Sent from my iPhone using Tapatalk


----------



## bamacpa (Nov 8, 2013)

Where are you guys buying the Native? I've about decided on the Slayer Propel 13 also. Looking for good customer service. Also, did you get to test drive it before purchasing? Thanks.


----------



## NLytle (May 13, 2014)

I bought mine at Broxsons Outdoors in Navarre. I demoed it before I bought it. No complaints on my end.


----------



## BobbySprankle (Nov 22, 2014)

I bought mine from Austin kayak, but checkout out Pensacola kayak and sail you can demo there and the prices are the same that I have seen everywhere.


----------



## Yakavelli (Mar 17, 2010)

What kind of fishing you plan on doing?


----------



## Chapman5011 (Mar 7, 2013)

A water proof phone case. 


.


----------



## WAReilly (Jun 2, 2014)

Yakavelli said:


> What kind of fishing you plan on doing?


Yakavelli,

I plan to fish primarily inshore this spring. I want to get a lot of hours in my kayak before I go offshore. 

The ultimate plan is to go out with a group this summer to try to catch some mahi and snapper. I'd really like to get lucky and cash in on a sailfish also, but I know that's a long shot. Hopefully I'll be able to find some dudes willing to let me tag along. Guys on here seem to be pretty receptive, so I'm really looking forward to it.


----------



## WAReilly (Jun 2, 2014)

Chapman5011 said:


> A water proof phone case.
> 
> 
> .


No joke there Chap!


----------



## Yakavelli (Mar 17, 2010)

For inshore, an anchor is nice to have (a stick anchor is outstanding for flats fishing). You'll need a cleat or two for anchor rope to tie off to. Scotty rod holders are a great investment but I'd fish without them first and pay attention to the full range of your paddle stroke when considering rod holder placement (unless you have foot peddles...which you do). Of course, the legal requirements as stated in a previous post (whistle, life jacket). A dry box/bag for wallet, phone, wahtever. You'll need a way to store fish and a stringer AIN'T it...for several reasons. Get the biggest cooler you can fit or a soft cooler/fish bag.

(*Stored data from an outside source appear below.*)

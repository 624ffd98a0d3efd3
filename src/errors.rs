use actix_web::http::StatusCode;
use actix_web::{HttpResponse, ResponseError};
use askama::Template;
use std::fmt;

use crate::reports::ReportError;

#[derive(Debug)]
pub enum AppError {
    Db(sqlx::Error),
    Template(askama::Error),
    Report(ReportError),
    BadRequest(String),
    NotFound,
}

impl fmt::Display for AppError {
    fn fmt(&self, f: &mut fmt::Formatter<'_>) -> fmt::Result {
        match self {
            AppError::Db(e) => write!(f, "Database error: {e}"),
            AppError::Template(e) => write!(f, "Template error: {e}"),
            AppError::Report(e) => write!(f, "{e}"),
            AppError::BadRequest(msg) => write!(f, "Bad request: {msg}"),
            AppError::NotFound => write!(f, "Not found"),
        }
    }
}

impl ResponseError for AppError {
    fn status_code(&self) -> StatusCode {
        match self {
            AppError::NotFound => StatusCode::NOT_FOUND,
            AppError::BadRequest(_) => StatusCode::BAD_REQUEST,
            AppError::Report(e) if e.is_recoverable() => StatusCode::UNPROCESSABLE_ENTITY,
            _ => StatusCode::INTERNAL_SERVER_ERROR,
        }
    }

    fn error_response(&self) -> HttpResponse {
        match self {
            AppError::NotFound => HttpResponse::NotFound().json(serde_json::json!({ "error": "Not found" })),
            AppError::BadRequest(msg) => HttpResponse::BadRequest().json(serde_json::json!({ "error": msg })),
            AppError::Report(e) if e.is_recoverable() => {
                log::warn!("{e}");
                HttpResponse::UnprocessableEntity().json(serde_json::json!({ "notice": e.notice() }))
            }
            _ => {
                log::error!("{self}");
                HttpResponse::InternalServerError().json(serde_json::json!({ "error": "Internal Server Error" }))
            }
        }
    }
}

impl From<sqlx::Error> for AppError {
    fn from(e: sqlx::Error) -> Self {
        AppError::Db(e)
    }
}

impl From<askama::Error> for AppError {
    fn from(e: askama::Error) -> Self {
        AppError::Template(e)
    }
}

impl From<ReportError> for AppError {
    fn from(e: ReportError) -> Self {
        AppError::Report(e)
    }
}

/// Render a template into an HTML response.
pub fn render(tmpl: impl Template) -> Result<HttpResponse, AppError> {
    let body = tmpl.render()?;
    Ok(HttpResponse::Ok().content_type("text/html; charset=utf-8").body(body))
}
use actix_web::{App, HttpServer, middleware, web};

use painel::config::AppConfig;
use painel::views::AppState;
use painel::{db, handlers};

#[actix_web::main]
async fn main() -> std::io::Result<()> {
    dotenvy::dotenv().ok();
    env_logger::init();

    let config = AppConfig::from_env();

    let pool = db::init_pool(&config).expect("Invalid DATABASE_URL");
    if config.apply_schema {
        if let Err(e) = db::run_migrations(&pool).await {
            log::error!("Failed to apply schema: {e}");
        }
    }

    let state = web::Data::new(AppState::new(pool));
    state.refetch_all().await;

    log::info!("Starting server at http://{}", config.bind_addr);

    HttpServer::new(move || {
        App::new()
            .wrap(middleware::Logger::default())
            .app_data(state.clone())
            .configure(handlers::configure)
            .default_service(web::to(|| async {
                actix_web::HttpResponse::NotFound().json(serde_json::json!({ "error": "Not found" }))
            }))
    })
    .bind(&config.bind_addr)?
    .run()
    .await
}
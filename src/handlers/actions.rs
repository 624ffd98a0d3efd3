use actix_web::{web, HttpResponse};
use chrono::Local;

use crate::errors::AppError;
use crate::models::Status;
use crate::views::{derived, read, write, AppState};

/// GET /api/action-items - Filtered actions with KPIs and chart series.
pub async fn list(state: web::Data<AppState>) -> HttpResponse {
    let spec = state.filters.snapshot();
    let metric = *read(&state.metric);
    let today = Local::now().date_naive();
    let view = read(&state.actions);
    HttpResponse::Ok().json(view.envelope(|data| derived::actions(data, &spec, metric, today)))
}

/// POST /api/action-items/metric/{status} - Toggle the KPI drill-down.
pub async fn toggle_metric(
    state: web::Data<AppState>,
    path: web::Path<String>,
) -> Result<HttpResponse, AppError> {
    let key = path.into_inner();
    let status = Status::from_key(&key)
        .ok_or_else(|| AppError::BadRequest(format!("unknown status '{key}'")))?;
    let active = {
        let mut metric = write(&state.metric);
        metric.toggle(status);
        metric.get()
    };
    Ok(HttpResponse::Ok().json(serde_json::json!({ "active_metric": active })))
}
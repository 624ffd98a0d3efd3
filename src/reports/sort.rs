use serde::{Deserialize, Serialize};

use super::columns::Column;

#[derive(Debug, Clone, Copy, Default, PartialEq, Eq, Serialize, Deserialize)]
#[serde(rename_all = "snake_case")]
pub enum SortDir {
    #[default]
    Asc,
    Desc,
}

#[derive(Debug, Clone, Default, PartialEq, Eq, Serialize, Deserialize)]
pub struct SortSpec {
    pub field: String,
    #[serde(default)]
    pub dir: SortDir,
}

impl SortSpec {
    pub fn new(field: &str, dir: SortDir) -> Self {
        SortSpec { field: field.to_string(), dir }
    }
}

/// Sort options offered for a record type: `(key, label)` of sortable columns.
pub fn options<T>(columns: &[Column<T>]) -> Vec<(&'static str, &'static str)> {
    columns.iter().filter(|c| c.sortable).map(|c| (c.key, c.label)).collect()
}

/// Stable sort of `records` by the column named in `spec`.
///
/// An unknown field leaves the order untouched and returns false.
pub fn sort_records<T>(records: &mut [T], columns: &[Column<T>], spec: &SortSpec) -> bool {
    let Some(column) = columns.iter().find(|c| c.key == spec.field) else {
        if !spec.field.is_empty() {
            log::warn!("Unknown report sort field '{}', keeping input order", spec.field);
        }
        return false;
    };
    records.sort_by(|a, b| {
        let ord = (column.value)(a).compare(&(column.value)(b));
        match spec.dir {
            SortDir::Asc => ord,
            SortDir::Desc => ord.reverse(),
        }
    });
    true
}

All else is up to you but these are the essentials in my book.

Edit: You're gonna need a measuring device too. Also, a net comes in handy...or some sort of lip gripping device. And, of course, waterproof/resistant tackle storage.


----------



## NLytle (May 13, 2014)

Yakavelli said:


> Also, a net comes in handy...



A net is a must. 


Sent from my iPhone using Tapatalk


----------



## Bo Keifus (May 9, 2012)

bamacpa said:


> Where are you guys buying the Native? I've about decided on the Slayer Propel 13 also. Looking for good customer service. Also, did you get to test drive it before purchasing? Thanks.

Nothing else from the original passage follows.